Trump dijo que Washington ha comenzado a entablar conversaciones con funcionarios cubanos y que confía en que eventualmente se podrá “llegar a un trato” con La Habana, aunque no ofreció detalles sobre el contenido o alcance de esas negociaciones. Según el presidente, “no tiene por qué ser una crisis humanitaria” y “probablemente vendrán a hablar con nosotros y querrán llegar a un acuerdo”.
Las declaraciones se producen en un contexto de creciente presión estadounidense sobre la isla, que enfrenta una aguda crisis energética y económica tras la interrupción de los envíos de petróleo venezolano.
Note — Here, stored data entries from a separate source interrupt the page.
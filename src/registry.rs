//! Editor discovery and handle tracking.
//!
//! Finds the assembly and source panes among everything the host exposes and
//! binds them into an [`EditorPair`]. Handles are weak: the host owns the
//! buffers, and a pane the host has discarded fails cleanly on use instead of
//! corrupting state. A discovery pass either binds both kinds or leaves the
//! registry empty; there is no partial pair.

use std::fmt;
use std::sync::{Arc, Weak};

use tracing::debug;

use crate::error::BridgeError;
use crate::host::{EditorBuffer, EditorInstance, HostWorkspace, MODE_ASSEMBLY, MODE_SOURCE};

/// The two pane kinds the bridge cares about.
#[derive(Debug, Clone, Copy, PartialEq, Eq, Hash)]
pub enum EditorKind {
    Assembly,
    Source,
}

impl fmt::Display for EditorKind {
    fn fmt(&self, f: &mut fmt::Formatter<'_>) -> fmt::Result {
        match self {
            EditorKind::Assembly => f.write_str("asm"),
            EditorKind::Source => f.write_str("c"),
        }
    }
}

/// Weak handle to one discovered buffer.
#[derive(Debug, Clone)]
pub struct EditorHandle {
    kind: EditorKind,
    buffer: Weak<dyn EditorBuffer>,
}

impl EditorHandle {
    fn bind(kind: EditorKind, buffer: &Arc<dyn EditorBuffer>) -> Self {
        Self {
            kind,
            buffer: Arc::downgrade(buffer),
        }
    }

    pub fn kind(&self) -> EditorKind {
        self.kind
    }

    /// Upgrade to the live buffer; fails when the host discarded it.
    pub fn buffer(&self) -> Result<Arc<dyn EditorBuffer>, BridgeError> {
        self.buffer
            .upgrade()
            .ok_or(BridgeError::BufferGone(self.kind))
    }
}

/// The two handles bound by one discovery pass.
#[derive(Debug, Clone)]
pub struct EditorPair {
    pub assembly: EditorHandle,
    pub source: EditorHandle,
}

impl EditorPair {
    pub fn handle(&self, kind: EditorKind) -> &EditorHandle {
        match kind {
            EditorKind::Assembly => &self.assembly,
            EditorKind::Source => &self.source,
        }
    }
}

/// Owns the current editor pair, if any.
#[derive(Debug, Default)]
pub struct EditorRegistry {
    pair: Option<EditorPair>,
}

impl EditorRegistry {
    pub fn new() -> Self {
        Self::default()
    }

    pub fn pair(&self) -> Option<&EditorPair> {
        self.pair.as_ref()
    }

    /// Handle of `kind`, or the precondition error every protocol operation
    /// reports before discovery has succeeded.
    pub fn handle(&self, kind: EditorKind) -> Result<&EditorHandle, BridgeError> {
        self.pair
            .as_ref()
            .map(|pair| pair.handle(kind))
            .ok_or(BridgeError::EditorNotFound(kind))
    }

    /// Run a discovery pass against the host.
    ///
    /// The previous pair is dropped up front: after a failed pass the
    /// registry exposes nothing, and a re-discovery never reuses stale
    /// handles from an earlier host object graph.
    pub fn discover(&mut self, host: &dyn HostWorkspace) -> Result<(), BridgeError> {
        self.pair = None;
        let pair = match host.editors() {
            Some(instances) => Self::from_instances(instances)?,
            None => Self::from_placeholders(host)?,
        };
        debug!("bound asm and c editors");
        self.pair = Some(pair);
        Ok(())
    }

    /// Enumeration strategy: classify live instances by their mode tag.
    fn from_instances(instances: Vec<EditorInstance>) -> Result<EditorPair, BridgeError> {
        let mut assembly: Option<Arc<dyn EditorBuffer>> = None;
        let mut source: Option<Arc<dyn EditorBuffer>> = None;

        for instance in instances {
            match instance.mode.as_str() {
                MODE_ASSEMBLY => {
                    if assembly.is_some() {
                        return Err(BridgeError::DuplicateEditor(EditorKind::Assembly));
                    }
                    assembly = Some(instance.buffer);
                }
                MODE_SOURCE => {
                    if source.is_some() {
                        return Err(BridgeError::DuplicateEditor(EditorKind::Source));
                    }
                    source = Some(instance.buffer);
                }
                _ => {}
            }
        }

        Self::build_pair(assembly, source)
    }

    /// Placeholder-scan strategy: walk mode-tagged nodes in document order
    /// and resolve the bound URIs through the host's model lookup.
    ///
    /// The host pairs each source pane positionally with a companion
    /// low-level pane right after it; the `ignore_next_assembly` flag skips
    /// that companion so the next unskipped assembly node is the one bound.
    fn from_placeholders(host: &dyn HostWorkspace) -> Result<EditorPair, BridgeError> {
        let mut assembly_uri: Option<String> = None;
        let mut source_uri: Option<String> = None;
        let mut ignore_next_assembly = false;

        for node in host.placeholders() {
            match node.mode.as_str() {
                MODE_ASSEMBLY => {
                    if ignore_next_assembly {
                        ignore_next_assembly = false;
                        continue;
                    }
                    if assembly_uri.is_some() {
                        return Err(BridgeError::DuplicateEditor(EditorKind::Assembly));
                    }
                    debug!(uri = %node.uri, "asm placeholder bound");
                    assembly_uri = Some(node.uri);
                }
                MODE_SOURCE => {
                    if source_uri.is_some() {
                        return Err(BridgeError::DuplicateEditor(EditorKind::Source));
                    }
                    debug!(uri = %node.uri, "c placeholder bound");
                    source_uri = Some(node.uri);
                    ignore_next_assembly = true;
                }
                _ => {}
            }
        }

        let assembly = Self::resolve_uri(host, assembly_uri)?;
        let source = Self::resolve_uri(host, source_uri)?;
        Self::build_pair(assembly, source)
    }

    fn resolve_uri(
        host: &dyn HostWorkspace,
        uri: Option<String>,
    ) -> Result<Option<Arc<dyn EditorBuffer>>, BridgeError> {
        match uri {
            Some(uri) => {
                let buffer = host.resolve(&uri).ok_or(BridgeError::UnresolvedUri(uri))?;
                Ok(Some(buffer))
            }
            None => Ok(None),
        }
    }

    fn build_pair(
        assembly: Option<Arc<dyn EditorBuffer>>,
        source: Option<Arc<dyn EditorBuffer>>,
    ) -> Result<EditorPair, BridgeError> {
        match (assembly, source) {
            (Some(assembly), Some(source)) => Ok(EditorPair {
                assembly: EditorHandle::bind(EditorKind::Assembly, &assembly),
                source: EditorHandle::bind(EditorKind::Source, &source),
            }),
            (assembly, source) => {
                let mut missing = Vec::new();
                if assembly.is_none() {
                    missing.push(EditorKind::Assembly);
                }
                if source.is_none() {
                    missing.push(EditorKind::Source);
                }
                Err(BridgeError::EditorsMissing(missing))
            }
        }
    }
}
Cuba dependía históricamente del crudo procedente de Venezuela, pero desde la captura de Maduro, los suministros se han detenido.
Trump también ha anunciado medidas para endurecer las sanciones energéticas, incluida la amenaza de imponer aranceles a los países que continúen suministrando petróleo a Cuba, en un intento por empujar al gobierno cubano hacia la negociación con Estados Unidos.
El escenario se complejiza con la participación de México, que en el último período había reemplazado parcialmente al petróleo venezolano como proveedor para la isla. Aunque Trump afirmó que “México dejará de enviarles petróleo”, el gobierno mexicano sostiene que mantiene envíos por motivos humanitarios y busca por vías diplomáticas retomar el suministro de carburante.

La situación ha provocado fuertes reacciones en La Habana, donde las autoridades cubanas han negado que exista un diálogo formal con Washington y rechazado las amenazas de mayores sanciones, calificándolas de injerencia y advirtiendo que afectarán directamente a la población.
Este cruce de posiciones se da en medio de tensiones geopolíticas más amplias en la región, con la captura de Maduro como un antecedente reciente que ha cambiado la dinámica entre Estados Unidos, Cuba y otros actores regionales.